Mary Joan Sutton (Submitted photo)

Jenny Snarski
Catholic Herald Staff

When Mary Joan Sutton, parishioner at St. Bridget’s in River Falls, was nominated as a Pax Christi Award finalist in 2018, her reaction was one of surprise. This year, she was honored as the Pax Christi winner, the Superior Diocesan Council of Catholic Women’s top award.

As someone who considers herself “more on the fringes than active” with the parish’s Council of Catholic Women, Sutton never imagined being nominated a second time, much less receiving the diocesan organization’s top award.

Sutton was grateful for the honor. She was told both nominations stemmed from a desire by women in her parish to acknowledge “what she has done for the church,” and because she “shows up” serving in different ways that impact their local church and community.
Not having read the dossier submitted for her nomination, Sutton chuckled at their description of her – resilient, doesn’t get discouraged, faith in action, unflappable.

“Unflappable?” Sutton repeated; asked where this quality comes from, she answered, “One of the things I’ve been blessed with from the very beginning of my life was a positive attitude … my glass is always half full and being filled.”

She also admitted to a change she’s experienced over the last 10 years of growth in her faith.

“I’m not in this alone,” she said. “Anything I decide to get involved with, I know that I don’t have all the skills. And so I better find people who do have the skills that complement me.”

Sutton added that she knows she doesn’t have all the answers, but that her faith gives her confidence they will be found. For years, she has had the habit of telling the Holy Spirit, “You take this and handle it.”

This cordial relationship with the Holy Spirit has played an even more prominent role for Sutton since she accepted the role of coordinating the core team for the Diocesan Charismatic Renewal efforts.

“I am a much more joyful and peaceful person from the fruits of the Holy Spirit that have also helped me get through the mountains and valleys of the last 10 to 15 years,” she paused and then said, “I have a good father.”

Sutton, who has worked as a nurse and financial consultant, intentionally lives “in my present versus my future.”
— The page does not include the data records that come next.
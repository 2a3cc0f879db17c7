//! The swap lifecycle engine and its supporting policies.
//!
//! - **fees** — required-fee computation against the membership oracle
//! - **registry** — per-account storage of at most one active swap per kind
//! - **lifecycle** — the initiate / finalize / cancel state machine
//! - **treasury** — accumulated-fee sweep, gated on the moderator role

pub mod fees;
pub mod lifecycle;
pub mod registry;
pub mod treasury;
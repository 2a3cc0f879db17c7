//! Treasury settlement: sweeping accumulated protocol fees.
//!
//! Fees accrue into a single counter as swaps finalize and leave the system
//! only through [`EscrowEngine::collect`], gated on the moderator role.

use alloy_primitives::{Address, U256};
use chrono::Utc;
use log::info;
use uuid::Uuid;

use crate::core::error::EscrowError;
use crate::core::event::FeesCollected;
use crate::engine::lifecycle::EscrowEngine;
use crate::ports::{
    AssetTransferPort, CapabilityProbe, CashTransferPort, MembershipOracle, Role, RoleOracle,
};

impl<P, M, R, A, C> EscrowEngine<P, M, R, A, C>
where
    P: CapabilityProbe,
    M: MembershipOracle,
    R: RoleOracle,
    A: AssetTransferPort,
    C: CashTransferPort,
{
    /// Sweep the accumulated fees to the treasury destination.
    ///
    /// The counter is zeroed before the outbound send, matching the
    /// clear-before-transfer ordering of the lifecycle operations; a failed
    /// send restores it.
    pub fn collect(&mut self, caller: Address) -> Result<FeesCollected, EscrowError> {
        if !self.roles.has_role(Role::Moderator, caller) {
            return Err(EscrowError::OnlyModerator { account: caller });
        }

        let amount = self.accumulated_fee;
        self.accumulated_fee = U256::ZERO;

        if self.cash.send(self.treasury, amount).is_err() {
            self.accumulated_fee = amount;
            return Err(EscrowError::CashTransferFailed {
                to: self.treasury,
                amount,
            });
        }

        info!("{caller} collected {amount} in fees to the treasury");
        Ok(FeesCollected {
            id: Uuid::new_v4(),
            collector: caller,
            amount,
            at: Utc::now(),
        })
    }
}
Calling herself a “lifelong learner,” she said she looks at each presenting circumstance as an “opportunity knowing there is something to learn.” And when it has passed, she asks herself, “What did I learn? How did I grow?”

Sutton believes that learning disposition comes from her mother, who was a librarian.
“We always had books, and she was always a learner,” she said, and mentioned that two of her sisters are also librarians.

She also noted how unproductive it is to only focus on the negative.

Many would call the stage-four prostate cancer her husband was diagnosed with in 2016 a huge negative. Sutton sees it as “an opportunity.”

“Cancer has made my husband and I work as a team. Cancer has made me value my faith, and value my ability as a researcher to stay one step ahead of the doctors,” she said.

The couple has learned to value the time they have, especially the remission he has been in. She knows within the year the medicine achieving that will stop working, but she said this summer was the first time in five years her husband has been well enough to really enjoy himself.

“We’re just enjoying every day, because we know that the journey is going to change,” Sutton affirmed.

Adapting to change and working as a team are both things Sutton says have not come easy in her marriage. Married for almost 39 years, the couple met as adults, both with children and living very independent lives; lives they wanted to continue even after coming together.
“I’m a controller. I don’t surrender,” Sutton said. “Ask my husband.”

She said the only reason they are still together almost four decades later is the first three months were so bad, they considered separating. They decided they wanted to make it work, and each committed to “some small change.” The first was for three months, then they added another for six more. Again and again over two years, both committed to and worked on small changes – from finances to religion and many others in between.

“We’ve had to be very frank, and forgiving,” Sutton said. “You’ll have a rude awakening if you go into marriage thinking that you won’t need to forgive.”

Sutton reflected back on a turning point in her faith life 15 years ago. Sensing a need for growth, she had started a gratitude journal as part of a leadership program. One day while she was writing what she was thankful for, “It hit me that God, my father, was a loving person. It moved from my head to my heart.”

Gripped with emotion, Sutton struggled to find words, but slowly shared that, “When I went outside (after that ‘aha moment’), the greens were greener. The sun was warmer and just brilliant. The sky was bluer and it was like the scales came off my eyes, and I saw the world completely differently.”

She didn’t understand it all at that moment, “but I knew that now I had a different relationship with God my father, and I reveled in it.

“I still see nature differently, and I understand God loves me, with a passion I just never understood.”

When Sutton realized how that faith experience had changed her life, she was consumed with wanting to learn more, to grow in her relationship with the Holy Spirit and to feel empowered in him.

It was her ongoing involvement with the Charismatic movement, even without her heart being “open or ready,” that led Sutton to “connect the dots.”

Getting involved led to “being more open to the power of the Holy Spirit,” Sutton said. “He dumps more grace when you’re open to it.”